What this task involves: The lines to return are those below that contain the word "LocalFramework".

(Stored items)
● ● ●

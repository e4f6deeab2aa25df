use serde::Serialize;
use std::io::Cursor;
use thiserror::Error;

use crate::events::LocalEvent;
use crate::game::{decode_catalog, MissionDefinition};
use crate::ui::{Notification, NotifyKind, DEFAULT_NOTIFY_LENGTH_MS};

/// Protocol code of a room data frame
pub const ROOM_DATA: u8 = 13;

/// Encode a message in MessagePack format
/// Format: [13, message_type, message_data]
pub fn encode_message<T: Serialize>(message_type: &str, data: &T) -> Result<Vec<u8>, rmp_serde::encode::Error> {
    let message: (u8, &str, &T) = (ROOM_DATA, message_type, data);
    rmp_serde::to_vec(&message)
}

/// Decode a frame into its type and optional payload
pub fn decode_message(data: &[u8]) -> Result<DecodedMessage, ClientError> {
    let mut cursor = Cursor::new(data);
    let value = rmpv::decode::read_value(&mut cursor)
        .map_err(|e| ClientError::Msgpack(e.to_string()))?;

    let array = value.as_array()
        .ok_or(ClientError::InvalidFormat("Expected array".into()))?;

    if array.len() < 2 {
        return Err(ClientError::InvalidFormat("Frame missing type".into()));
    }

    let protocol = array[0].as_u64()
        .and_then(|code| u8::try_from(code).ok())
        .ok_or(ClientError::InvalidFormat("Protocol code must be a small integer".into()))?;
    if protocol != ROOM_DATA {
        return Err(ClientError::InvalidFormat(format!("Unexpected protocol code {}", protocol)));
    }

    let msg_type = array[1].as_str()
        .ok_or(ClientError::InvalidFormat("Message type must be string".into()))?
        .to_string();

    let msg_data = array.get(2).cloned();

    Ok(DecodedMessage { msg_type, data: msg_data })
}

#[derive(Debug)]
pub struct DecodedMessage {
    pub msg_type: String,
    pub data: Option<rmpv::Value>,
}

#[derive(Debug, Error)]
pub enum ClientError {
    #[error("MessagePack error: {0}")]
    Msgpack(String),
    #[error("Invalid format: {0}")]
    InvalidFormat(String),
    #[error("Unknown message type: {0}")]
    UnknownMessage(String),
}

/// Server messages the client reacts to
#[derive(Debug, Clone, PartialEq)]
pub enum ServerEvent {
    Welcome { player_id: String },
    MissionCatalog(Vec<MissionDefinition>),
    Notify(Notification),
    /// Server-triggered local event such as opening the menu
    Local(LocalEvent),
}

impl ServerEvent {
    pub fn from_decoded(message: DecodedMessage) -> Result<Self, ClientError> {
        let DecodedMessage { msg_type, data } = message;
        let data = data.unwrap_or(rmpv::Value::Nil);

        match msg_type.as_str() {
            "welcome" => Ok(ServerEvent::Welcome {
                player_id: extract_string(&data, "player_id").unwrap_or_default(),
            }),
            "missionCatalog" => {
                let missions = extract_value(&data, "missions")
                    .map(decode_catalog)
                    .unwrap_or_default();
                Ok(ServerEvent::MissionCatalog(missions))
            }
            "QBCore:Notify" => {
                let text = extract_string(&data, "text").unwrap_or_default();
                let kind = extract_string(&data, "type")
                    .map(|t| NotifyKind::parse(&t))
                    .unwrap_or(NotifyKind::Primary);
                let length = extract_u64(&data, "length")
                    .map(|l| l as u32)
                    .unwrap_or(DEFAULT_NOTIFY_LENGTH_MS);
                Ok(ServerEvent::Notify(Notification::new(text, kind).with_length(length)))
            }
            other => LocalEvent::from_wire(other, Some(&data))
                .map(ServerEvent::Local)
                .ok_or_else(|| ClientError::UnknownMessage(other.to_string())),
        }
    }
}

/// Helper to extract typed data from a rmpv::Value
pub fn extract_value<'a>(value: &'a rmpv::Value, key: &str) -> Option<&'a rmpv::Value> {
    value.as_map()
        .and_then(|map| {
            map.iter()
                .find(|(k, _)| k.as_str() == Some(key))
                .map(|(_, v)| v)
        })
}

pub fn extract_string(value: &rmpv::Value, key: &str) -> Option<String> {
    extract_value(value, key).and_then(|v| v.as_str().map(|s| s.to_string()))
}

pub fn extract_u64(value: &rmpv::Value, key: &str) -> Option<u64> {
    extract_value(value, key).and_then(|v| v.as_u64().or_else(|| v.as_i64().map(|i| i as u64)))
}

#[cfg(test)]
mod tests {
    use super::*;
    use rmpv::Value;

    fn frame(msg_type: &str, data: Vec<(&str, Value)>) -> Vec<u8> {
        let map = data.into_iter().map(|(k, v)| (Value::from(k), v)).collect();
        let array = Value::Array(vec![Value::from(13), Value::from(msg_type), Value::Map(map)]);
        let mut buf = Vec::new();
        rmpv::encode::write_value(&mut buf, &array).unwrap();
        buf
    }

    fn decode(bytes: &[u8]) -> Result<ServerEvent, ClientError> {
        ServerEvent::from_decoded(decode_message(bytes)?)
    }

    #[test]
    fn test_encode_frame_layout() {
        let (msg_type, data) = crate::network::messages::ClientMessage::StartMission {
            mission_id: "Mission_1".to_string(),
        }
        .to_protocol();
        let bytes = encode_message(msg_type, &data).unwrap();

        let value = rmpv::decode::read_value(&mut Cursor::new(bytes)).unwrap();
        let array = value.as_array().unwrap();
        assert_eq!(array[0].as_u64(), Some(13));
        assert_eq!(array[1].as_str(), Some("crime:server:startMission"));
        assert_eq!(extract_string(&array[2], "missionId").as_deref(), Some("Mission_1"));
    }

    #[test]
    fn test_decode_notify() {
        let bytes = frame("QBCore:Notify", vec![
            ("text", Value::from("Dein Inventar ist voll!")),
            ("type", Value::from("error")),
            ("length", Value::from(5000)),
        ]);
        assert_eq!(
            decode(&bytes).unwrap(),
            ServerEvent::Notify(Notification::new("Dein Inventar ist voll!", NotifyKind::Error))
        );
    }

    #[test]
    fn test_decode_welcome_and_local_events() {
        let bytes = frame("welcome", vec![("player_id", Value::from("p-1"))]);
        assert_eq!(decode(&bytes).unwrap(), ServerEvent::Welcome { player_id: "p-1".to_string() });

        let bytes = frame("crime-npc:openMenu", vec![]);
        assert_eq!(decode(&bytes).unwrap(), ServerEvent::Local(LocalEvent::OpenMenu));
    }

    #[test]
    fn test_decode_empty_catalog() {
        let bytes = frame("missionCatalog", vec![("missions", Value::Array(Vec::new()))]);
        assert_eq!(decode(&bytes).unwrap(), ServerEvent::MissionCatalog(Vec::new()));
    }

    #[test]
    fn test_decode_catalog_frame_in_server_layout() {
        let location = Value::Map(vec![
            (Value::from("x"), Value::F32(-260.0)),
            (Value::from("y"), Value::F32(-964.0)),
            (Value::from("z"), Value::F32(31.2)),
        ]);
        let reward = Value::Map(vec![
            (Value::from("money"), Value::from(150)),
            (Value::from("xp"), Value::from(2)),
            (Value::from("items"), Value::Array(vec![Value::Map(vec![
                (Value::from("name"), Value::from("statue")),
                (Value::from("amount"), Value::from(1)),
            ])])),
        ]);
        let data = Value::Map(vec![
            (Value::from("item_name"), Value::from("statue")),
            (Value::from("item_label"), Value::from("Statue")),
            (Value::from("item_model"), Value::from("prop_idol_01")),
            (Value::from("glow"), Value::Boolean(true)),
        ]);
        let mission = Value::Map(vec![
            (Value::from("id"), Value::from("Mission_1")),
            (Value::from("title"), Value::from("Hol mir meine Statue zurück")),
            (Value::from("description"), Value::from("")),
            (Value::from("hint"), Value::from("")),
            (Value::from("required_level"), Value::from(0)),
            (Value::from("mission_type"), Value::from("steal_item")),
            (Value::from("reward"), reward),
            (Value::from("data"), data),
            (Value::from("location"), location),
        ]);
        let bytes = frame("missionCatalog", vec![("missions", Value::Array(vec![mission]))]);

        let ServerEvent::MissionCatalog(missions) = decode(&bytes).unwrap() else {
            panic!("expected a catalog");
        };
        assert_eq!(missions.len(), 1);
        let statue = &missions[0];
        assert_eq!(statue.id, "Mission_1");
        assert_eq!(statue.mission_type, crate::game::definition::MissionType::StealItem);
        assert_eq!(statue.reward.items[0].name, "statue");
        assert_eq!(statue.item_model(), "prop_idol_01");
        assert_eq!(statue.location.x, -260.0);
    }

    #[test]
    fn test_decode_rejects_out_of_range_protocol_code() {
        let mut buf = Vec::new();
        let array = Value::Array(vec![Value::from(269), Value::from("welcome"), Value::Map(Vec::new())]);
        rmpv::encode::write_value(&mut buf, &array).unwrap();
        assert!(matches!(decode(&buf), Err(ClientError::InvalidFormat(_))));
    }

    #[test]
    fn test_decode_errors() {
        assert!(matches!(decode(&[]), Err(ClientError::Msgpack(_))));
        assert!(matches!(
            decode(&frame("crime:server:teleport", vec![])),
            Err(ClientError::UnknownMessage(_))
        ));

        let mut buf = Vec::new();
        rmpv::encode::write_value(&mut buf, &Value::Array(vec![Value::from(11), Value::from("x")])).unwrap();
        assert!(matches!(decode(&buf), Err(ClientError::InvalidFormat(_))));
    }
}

● ● ●

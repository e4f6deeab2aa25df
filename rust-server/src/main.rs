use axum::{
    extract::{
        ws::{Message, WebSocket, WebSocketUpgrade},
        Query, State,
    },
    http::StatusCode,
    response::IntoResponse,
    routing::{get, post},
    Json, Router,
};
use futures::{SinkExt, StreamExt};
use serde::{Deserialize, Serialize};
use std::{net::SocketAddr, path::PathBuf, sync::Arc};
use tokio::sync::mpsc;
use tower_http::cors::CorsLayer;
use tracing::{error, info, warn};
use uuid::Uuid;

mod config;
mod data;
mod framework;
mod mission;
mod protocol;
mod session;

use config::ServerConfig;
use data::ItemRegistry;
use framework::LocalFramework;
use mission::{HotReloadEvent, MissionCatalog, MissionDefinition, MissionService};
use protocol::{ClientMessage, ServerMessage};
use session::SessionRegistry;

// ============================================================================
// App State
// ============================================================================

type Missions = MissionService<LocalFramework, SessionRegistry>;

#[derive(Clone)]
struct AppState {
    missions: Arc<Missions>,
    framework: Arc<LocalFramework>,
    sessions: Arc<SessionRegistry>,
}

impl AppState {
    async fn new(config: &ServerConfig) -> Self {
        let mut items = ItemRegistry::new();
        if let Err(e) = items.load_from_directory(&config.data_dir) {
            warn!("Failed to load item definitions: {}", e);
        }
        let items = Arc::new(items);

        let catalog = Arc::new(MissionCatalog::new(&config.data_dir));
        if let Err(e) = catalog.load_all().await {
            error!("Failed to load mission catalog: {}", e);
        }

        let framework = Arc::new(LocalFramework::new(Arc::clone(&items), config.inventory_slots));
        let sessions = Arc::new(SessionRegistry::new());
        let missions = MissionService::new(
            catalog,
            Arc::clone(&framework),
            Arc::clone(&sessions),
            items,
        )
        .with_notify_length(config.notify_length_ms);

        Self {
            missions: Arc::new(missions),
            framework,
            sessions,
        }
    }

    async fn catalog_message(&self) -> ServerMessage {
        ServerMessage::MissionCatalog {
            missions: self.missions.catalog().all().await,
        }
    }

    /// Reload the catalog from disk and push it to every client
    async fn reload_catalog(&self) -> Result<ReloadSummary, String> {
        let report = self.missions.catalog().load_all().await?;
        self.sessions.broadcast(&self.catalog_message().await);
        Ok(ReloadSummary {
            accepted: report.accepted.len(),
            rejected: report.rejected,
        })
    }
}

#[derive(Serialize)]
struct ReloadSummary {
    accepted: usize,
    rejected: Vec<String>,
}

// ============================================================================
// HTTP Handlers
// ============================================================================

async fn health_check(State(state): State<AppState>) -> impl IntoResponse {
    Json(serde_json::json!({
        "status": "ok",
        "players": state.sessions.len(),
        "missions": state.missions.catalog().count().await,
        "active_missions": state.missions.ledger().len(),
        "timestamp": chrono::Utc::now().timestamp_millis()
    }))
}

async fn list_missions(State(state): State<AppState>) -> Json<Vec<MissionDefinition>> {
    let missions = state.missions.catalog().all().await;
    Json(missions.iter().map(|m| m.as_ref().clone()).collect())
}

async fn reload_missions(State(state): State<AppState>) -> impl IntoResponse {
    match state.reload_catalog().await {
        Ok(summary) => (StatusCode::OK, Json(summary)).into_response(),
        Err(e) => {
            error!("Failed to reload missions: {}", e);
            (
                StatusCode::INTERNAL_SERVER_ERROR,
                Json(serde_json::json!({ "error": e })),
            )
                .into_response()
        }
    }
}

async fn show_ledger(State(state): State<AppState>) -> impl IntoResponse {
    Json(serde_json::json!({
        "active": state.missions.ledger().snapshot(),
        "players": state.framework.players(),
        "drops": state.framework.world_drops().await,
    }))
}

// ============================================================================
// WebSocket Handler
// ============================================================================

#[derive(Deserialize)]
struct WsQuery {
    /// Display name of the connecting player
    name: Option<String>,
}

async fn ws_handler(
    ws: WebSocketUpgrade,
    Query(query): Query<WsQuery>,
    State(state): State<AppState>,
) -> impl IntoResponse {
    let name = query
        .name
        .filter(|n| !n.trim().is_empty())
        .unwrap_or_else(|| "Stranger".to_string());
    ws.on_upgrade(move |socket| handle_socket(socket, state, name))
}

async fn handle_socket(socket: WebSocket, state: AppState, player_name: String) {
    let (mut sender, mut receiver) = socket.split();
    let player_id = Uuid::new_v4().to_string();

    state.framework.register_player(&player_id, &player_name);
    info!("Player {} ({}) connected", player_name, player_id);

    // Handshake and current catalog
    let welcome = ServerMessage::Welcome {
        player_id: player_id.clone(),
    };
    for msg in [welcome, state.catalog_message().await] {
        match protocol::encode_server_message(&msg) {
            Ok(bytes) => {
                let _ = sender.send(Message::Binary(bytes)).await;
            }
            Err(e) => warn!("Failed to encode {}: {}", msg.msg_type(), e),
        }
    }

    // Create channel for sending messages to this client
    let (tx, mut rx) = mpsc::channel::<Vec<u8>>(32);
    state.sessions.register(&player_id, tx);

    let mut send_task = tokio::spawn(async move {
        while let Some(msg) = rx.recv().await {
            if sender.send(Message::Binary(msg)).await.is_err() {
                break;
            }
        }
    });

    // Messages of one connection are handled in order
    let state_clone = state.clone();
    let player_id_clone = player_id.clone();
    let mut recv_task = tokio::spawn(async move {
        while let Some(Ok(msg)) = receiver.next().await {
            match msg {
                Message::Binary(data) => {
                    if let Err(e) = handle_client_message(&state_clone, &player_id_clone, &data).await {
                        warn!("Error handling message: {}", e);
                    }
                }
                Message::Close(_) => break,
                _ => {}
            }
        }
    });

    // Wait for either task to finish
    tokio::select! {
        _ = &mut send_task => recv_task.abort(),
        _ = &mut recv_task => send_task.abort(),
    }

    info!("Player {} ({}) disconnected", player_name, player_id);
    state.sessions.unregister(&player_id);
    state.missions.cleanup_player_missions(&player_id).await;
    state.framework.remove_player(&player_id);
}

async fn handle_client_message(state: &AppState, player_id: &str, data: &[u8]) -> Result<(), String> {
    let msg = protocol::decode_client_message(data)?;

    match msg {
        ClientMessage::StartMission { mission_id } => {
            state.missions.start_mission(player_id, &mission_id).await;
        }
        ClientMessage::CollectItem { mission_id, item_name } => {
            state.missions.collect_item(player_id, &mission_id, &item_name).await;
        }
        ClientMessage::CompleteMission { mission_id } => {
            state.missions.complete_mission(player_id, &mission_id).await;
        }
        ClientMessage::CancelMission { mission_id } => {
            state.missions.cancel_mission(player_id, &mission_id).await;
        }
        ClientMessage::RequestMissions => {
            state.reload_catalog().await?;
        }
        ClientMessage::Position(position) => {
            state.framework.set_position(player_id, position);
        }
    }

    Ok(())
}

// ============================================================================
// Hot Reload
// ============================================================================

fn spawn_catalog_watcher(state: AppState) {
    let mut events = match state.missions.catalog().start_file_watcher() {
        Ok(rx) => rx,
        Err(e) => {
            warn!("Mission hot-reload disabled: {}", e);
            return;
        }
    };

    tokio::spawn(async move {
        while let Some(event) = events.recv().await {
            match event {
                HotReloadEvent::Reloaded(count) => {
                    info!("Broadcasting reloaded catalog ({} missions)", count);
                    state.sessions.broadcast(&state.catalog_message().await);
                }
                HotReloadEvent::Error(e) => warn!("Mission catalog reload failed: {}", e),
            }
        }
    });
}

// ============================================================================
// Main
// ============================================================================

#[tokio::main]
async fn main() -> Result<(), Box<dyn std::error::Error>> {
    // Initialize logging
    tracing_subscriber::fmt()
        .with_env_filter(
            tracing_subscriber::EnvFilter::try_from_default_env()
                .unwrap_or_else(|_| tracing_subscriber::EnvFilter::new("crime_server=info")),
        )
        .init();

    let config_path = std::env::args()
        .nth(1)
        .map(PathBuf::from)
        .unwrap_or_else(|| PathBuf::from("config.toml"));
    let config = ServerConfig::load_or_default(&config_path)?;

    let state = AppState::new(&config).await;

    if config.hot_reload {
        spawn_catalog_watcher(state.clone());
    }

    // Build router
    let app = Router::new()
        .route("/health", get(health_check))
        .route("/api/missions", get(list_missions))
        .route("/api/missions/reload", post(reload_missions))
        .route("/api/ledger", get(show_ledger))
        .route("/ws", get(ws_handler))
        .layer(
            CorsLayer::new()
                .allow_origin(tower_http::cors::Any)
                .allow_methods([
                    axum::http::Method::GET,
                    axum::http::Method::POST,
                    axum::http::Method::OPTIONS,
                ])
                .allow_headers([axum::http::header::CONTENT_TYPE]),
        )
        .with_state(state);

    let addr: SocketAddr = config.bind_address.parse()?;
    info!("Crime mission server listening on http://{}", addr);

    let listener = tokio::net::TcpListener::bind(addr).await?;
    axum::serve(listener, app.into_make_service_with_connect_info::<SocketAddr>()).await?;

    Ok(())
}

● ● ●

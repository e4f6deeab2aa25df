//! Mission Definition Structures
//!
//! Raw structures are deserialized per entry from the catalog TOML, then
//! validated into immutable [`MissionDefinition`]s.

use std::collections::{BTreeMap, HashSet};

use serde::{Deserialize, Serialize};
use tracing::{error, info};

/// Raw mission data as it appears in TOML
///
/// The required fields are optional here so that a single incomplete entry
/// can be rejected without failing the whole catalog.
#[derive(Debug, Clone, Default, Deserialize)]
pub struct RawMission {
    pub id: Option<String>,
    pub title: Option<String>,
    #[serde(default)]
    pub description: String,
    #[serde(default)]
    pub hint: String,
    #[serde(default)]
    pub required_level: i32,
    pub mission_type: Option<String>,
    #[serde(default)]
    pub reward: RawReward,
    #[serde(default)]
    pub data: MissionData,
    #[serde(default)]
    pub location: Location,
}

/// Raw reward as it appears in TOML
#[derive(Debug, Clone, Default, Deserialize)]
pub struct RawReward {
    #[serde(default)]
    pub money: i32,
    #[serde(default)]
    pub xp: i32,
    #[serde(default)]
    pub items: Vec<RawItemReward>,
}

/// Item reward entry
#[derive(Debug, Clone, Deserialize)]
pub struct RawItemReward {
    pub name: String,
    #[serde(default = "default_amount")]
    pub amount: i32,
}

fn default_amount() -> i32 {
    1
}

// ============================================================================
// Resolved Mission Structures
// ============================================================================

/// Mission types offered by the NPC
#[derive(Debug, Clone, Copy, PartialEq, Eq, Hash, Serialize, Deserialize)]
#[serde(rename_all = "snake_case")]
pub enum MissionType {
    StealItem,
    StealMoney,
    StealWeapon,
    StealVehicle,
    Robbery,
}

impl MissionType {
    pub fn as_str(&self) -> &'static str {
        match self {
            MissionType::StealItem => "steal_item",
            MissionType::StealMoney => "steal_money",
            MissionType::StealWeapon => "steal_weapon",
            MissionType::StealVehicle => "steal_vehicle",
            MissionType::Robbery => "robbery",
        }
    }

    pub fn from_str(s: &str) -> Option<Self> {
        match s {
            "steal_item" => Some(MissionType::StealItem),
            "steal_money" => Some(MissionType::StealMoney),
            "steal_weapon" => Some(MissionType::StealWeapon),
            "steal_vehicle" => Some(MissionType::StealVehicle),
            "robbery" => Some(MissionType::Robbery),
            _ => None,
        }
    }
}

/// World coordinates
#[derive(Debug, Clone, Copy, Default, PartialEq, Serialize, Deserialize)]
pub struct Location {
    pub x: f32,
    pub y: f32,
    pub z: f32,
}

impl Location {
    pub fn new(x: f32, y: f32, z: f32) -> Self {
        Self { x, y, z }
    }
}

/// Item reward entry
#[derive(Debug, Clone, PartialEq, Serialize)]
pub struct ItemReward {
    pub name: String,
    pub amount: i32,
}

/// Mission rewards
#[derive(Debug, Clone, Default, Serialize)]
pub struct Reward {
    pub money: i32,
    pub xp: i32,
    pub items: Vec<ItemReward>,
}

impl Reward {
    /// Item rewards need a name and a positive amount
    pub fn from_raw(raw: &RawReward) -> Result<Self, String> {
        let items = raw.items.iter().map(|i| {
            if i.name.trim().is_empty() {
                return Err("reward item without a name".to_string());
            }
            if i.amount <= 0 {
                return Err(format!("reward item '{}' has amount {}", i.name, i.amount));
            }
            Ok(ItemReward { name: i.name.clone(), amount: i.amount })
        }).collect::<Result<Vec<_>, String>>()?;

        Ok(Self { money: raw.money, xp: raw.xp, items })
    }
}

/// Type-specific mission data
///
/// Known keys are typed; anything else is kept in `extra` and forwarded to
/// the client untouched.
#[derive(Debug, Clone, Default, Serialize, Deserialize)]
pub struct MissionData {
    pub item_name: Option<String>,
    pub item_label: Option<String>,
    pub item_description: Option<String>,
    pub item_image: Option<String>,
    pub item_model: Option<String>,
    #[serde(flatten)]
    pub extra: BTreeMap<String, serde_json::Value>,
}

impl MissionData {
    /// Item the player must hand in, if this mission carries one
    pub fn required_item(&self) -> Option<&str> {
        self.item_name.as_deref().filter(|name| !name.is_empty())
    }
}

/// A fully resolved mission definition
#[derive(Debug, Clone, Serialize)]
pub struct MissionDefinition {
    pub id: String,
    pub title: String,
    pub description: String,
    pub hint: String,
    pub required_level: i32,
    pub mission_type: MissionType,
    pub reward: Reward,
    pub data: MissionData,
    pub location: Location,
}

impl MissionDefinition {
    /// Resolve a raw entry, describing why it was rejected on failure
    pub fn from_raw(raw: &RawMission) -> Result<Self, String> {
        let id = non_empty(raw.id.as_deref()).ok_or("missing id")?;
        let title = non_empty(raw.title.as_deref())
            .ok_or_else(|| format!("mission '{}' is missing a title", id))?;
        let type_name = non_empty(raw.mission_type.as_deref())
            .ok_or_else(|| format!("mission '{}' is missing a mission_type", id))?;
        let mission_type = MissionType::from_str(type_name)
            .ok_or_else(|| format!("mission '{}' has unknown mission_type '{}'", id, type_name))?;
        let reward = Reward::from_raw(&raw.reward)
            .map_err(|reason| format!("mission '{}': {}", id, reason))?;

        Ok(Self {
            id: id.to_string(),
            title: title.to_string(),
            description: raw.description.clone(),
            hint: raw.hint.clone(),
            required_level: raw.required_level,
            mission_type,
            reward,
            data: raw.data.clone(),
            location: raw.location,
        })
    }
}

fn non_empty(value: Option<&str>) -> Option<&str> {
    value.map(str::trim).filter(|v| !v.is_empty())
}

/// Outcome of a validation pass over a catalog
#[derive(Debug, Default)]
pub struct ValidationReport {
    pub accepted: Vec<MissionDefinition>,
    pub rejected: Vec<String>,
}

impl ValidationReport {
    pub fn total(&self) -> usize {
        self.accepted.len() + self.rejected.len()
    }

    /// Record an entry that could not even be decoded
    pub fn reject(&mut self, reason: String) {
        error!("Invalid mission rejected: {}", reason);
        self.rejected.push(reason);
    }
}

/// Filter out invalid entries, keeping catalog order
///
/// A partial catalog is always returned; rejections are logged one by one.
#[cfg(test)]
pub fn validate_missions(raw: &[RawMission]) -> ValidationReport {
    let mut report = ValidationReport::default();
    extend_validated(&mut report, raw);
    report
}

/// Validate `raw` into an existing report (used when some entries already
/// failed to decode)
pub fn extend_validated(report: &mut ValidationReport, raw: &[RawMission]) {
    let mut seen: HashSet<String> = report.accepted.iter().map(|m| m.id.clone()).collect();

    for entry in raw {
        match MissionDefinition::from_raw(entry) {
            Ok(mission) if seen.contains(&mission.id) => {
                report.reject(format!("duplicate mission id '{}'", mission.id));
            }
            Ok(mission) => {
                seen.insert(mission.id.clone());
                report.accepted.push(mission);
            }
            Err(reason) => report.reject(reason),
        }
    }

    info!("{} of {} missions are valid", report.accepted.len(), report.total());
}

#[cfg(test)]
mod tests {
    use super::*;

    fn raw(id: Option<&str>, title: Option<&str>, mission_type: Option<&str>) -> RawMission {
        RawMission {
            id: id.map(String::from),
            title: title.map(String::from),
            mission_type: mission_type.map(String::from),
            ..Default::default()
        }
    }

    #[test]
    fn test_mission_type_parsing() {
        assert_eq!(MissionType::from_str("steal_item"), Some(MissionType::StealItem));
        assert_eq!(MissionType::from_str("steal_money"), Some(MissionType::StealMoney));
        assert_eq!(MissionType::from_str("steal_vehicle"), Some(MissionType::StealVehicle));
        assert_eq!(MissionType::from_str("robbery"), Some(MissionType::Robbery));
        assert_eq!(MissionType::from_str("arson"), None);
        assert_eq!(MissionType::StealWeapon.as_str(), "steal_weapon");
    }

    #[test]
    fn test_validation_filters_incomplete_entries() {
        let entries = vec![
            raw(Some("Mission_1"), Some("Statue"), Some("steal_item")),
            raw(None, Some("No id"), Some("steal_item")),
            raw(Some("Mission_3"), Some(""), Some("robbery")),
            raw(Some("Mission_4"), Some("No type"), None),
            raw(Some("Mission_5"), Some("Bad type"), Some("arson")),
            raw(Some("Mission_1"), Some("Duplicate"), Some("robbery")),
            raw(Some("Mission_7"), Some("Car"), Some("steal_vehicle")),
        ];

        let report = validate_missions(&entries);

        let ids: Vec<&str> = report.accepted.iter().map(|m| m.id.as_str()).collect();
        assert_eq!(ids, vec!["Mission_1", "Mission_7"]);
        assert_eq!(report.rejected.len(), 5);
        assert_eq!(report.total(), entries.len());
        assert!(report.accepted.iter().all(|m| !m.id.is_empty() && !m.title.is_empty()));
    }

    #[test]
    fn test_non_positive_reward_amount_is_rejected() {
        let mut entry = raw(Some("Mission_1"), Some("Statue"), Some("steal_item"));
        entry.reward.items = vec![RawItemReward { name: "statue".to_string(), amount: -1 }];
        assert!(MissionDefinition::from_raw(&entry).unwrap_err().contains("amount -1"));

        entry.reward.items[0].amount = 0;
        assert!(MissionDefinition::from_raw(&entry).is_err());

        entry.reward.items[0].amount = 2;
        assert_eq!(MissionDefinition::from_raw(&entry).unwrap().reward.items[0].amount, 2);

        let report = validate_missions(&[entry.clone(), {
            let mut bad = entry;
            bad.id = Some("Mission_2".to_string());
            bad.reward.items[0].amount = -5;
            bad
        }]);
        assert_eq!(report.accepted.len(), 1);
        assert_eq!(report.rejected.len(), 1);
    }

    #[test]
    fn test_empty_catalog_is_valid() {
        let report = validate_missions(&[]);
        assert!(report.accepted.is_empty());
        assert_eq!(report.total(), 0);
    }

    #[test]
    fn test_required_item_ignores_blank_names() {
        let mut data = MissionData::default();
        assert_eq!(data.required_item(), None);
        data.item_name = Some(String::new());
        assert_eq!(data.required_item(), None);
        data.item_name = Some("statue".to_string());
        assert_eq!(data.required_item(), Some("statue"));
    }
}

● ● ●

Output of the task:
use framework::LocalFramework;
type Missions = MissionService<LocalFramework, SessionRegistry>;
    framework: Arc<LocalFramework>,
        let framework = Arc::new(LocalFramework::new(Arc::clone(&items), config.inventory_slots));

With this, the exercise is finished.